Search the data for "client". Each line containing it is to be copied.

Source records
════════

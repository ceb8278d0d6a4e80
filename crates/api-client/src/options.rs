//! Per-call options and the retry strategy
//!
//! A `RetryStrategy` is the client-wide default; `RequestOptions` may override
//! any part of it for a single call (JSON parsing, timeout, retry toggle,
//! retry count and delay).

use std::time::Duration;

/// Default per-attempt timeout.
pub const DEFAULT_TIMEOUT: Duration = Duration::from_millis(30_000);

/// Default number of retries after the first attempt.
pub const DEFAULT_RETRY_COUNT: u32 = 2;

/// Default linear backoff base.
pub const DEFAULT_RETRY_DELAY: Duration = Duration::from_millis(1_000);

/// Whole milliseconds in `d`, saturating at `u64::MAX`.
pub(crate) fn millis(d: Duration) -> u64 {
    u64::try_from(d.as_millis()).unwrap_or(u64::MAX)
}

/// Linear-backoff retry strategy.
///
/// Retry `n` (the `n+1`th attempt) waits `retry_delay * n`. There is no
/// exponential growth and no jitter.
#[derive(Debug, Clone, Copy, PartialEq, Eq)]
pub struct RetryStrategy {
    pub enabled: bool,
    pub retry_count: u32,
    pub retry_delay: Duration,
}

impl Default for RetryStrategy {
    fn default() -> Self {
        Self {
            enabled: true,
            retry_count: DEFAULT_RETRY_COUNT,
            retry_delay: DEFAULT_RETRY_DELAY,
        }
    }
}

impl RetryStrategy {
    /// Single attempt, failures surface as-is. Count and delay keep their
    /// defaults so a per-call `retry(true)` gets the usual schedule.
    pub const fn none() -> Self {
        Self {
            enabled: false,
            retry_count: DEFAULT_RETRY_COUNT,
            retry_delay: DEFAULT_RETRY_DELAY,
        }
    }

    pub const fn linear(retry_count: u32, retry_delay: Duration) -> Self {
        Self {
            enabled: true,
            retry_count,
            retry_delay,
        }
    }

    /// Retries permitted after the first attempt.
    pub fn retries(&self) -> u32 {
        if self.enabled { self.retry_count } else { 0 }
    }

    pub fn max_attempts(&self) -> u32 {
        self.retries().saturating_add(1)
    }

    /// Delay inserted before `attempt` (1-based). Attempt 1 never waits.
    pub fn delay_before(&self, attempt: u32) -> Duration {
        if attempt <= 1 {
            return Duration::ZERO;
        }
        self.retry_delay.saturating_mul(attempt - 1)
    }
}

/// Overrides for one call. Unset fields fall back to the client's defaults.
#[derive(Debug, Clone, PartialEq, Eq)]
pub struct RequestOptions {
    /// Decode the response body as JSON (default true). When false, a 2xx
    /// resolves to JSON `null` and error bodies are not read into the error.
    pub parse_json: bool,
    pub timeout: Option<Duration>,
    pub retry: Option<bool>,
    pub retry_count: Option<u32>,
    pub retry_delay: Option<Duration>,
}

impl Default for RequestOptions {
    fn default() -> Self {
        Self {
            parse_json: true,
            timeout: None,
            retry: None,
            retry_count: None,
            retry_delay: None,
        }
    }
}

impl RequestOptions {
    pub fn new() -> Self {
        Self::default()
    }

    pub fn parse_json(mut self, parse_json: bool) -> Self {
        self.parse_json = parse_json;
        self
    }

    pub fn timeout(mut self, timeout: Duration) -> Self {
        self.timeout = Some(timeout);
        self
    }

    pub fn retry(mut self, retry: bool) -> Self {
        self.retry = Some(retry);
        self
    }

    pub fn retry_count(mut self, retry_count: u32) -> Self {
        self.retry_count = Some(retry_count);
        self
    }

    pub fn retry_delay(mut self, retry_delay: Duration) -> Self {
        self.retry_delay = Some(retry_delay);
        self
    }

    /// Replace the whole strategy for this call.
    pub fn strategy(mut self, strategy: RetryStrategy) -> Self {
        self.retry = Some(strategy.enabled);
        self.retry_count = Some(strategy.retry_count);
        self.retry_delay = Some(strategy.retry_delay);
        self
    }

    /// Shorthand for the simple contract: one attempt, no retry.
    pub fn no_retry() -> Self {
        Self::default().retry(false)
    }

    /// Overlay these options on `default`. A retry count given without an
    /// explicit toggle turns retry on.
    pub(crate) fn resolve_strategy(&self, default: RetryStrategy) -> RetryStrategy {
        let enabled = match (self.retry, self.retry_count) {
            (Some(retry), _) => retry,
            (None, Some(_)) => true,
            (None, None) => default.enabled,
        };
        RetryStrategy {
            enabled,
            retry_count: self.retry_count.unwrap_or(default.retry_count),
            retry_delay: self.retry_delay.unwrap_or(default.retry_delay),
        }
    }

    pub(crate) fn resolve_timeout(&self, default: Duration) -> Duration {
        self.timeout.unwrap_or(default)
    }
}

════════

**TASK SOLUTION:**
filename crates/api-client/src/options.rs
//! A `RetryStrategy` is the client-wide default; `RequestOptions` may override
/// Overrides for one call. Unset fields fall back to the client's defaults.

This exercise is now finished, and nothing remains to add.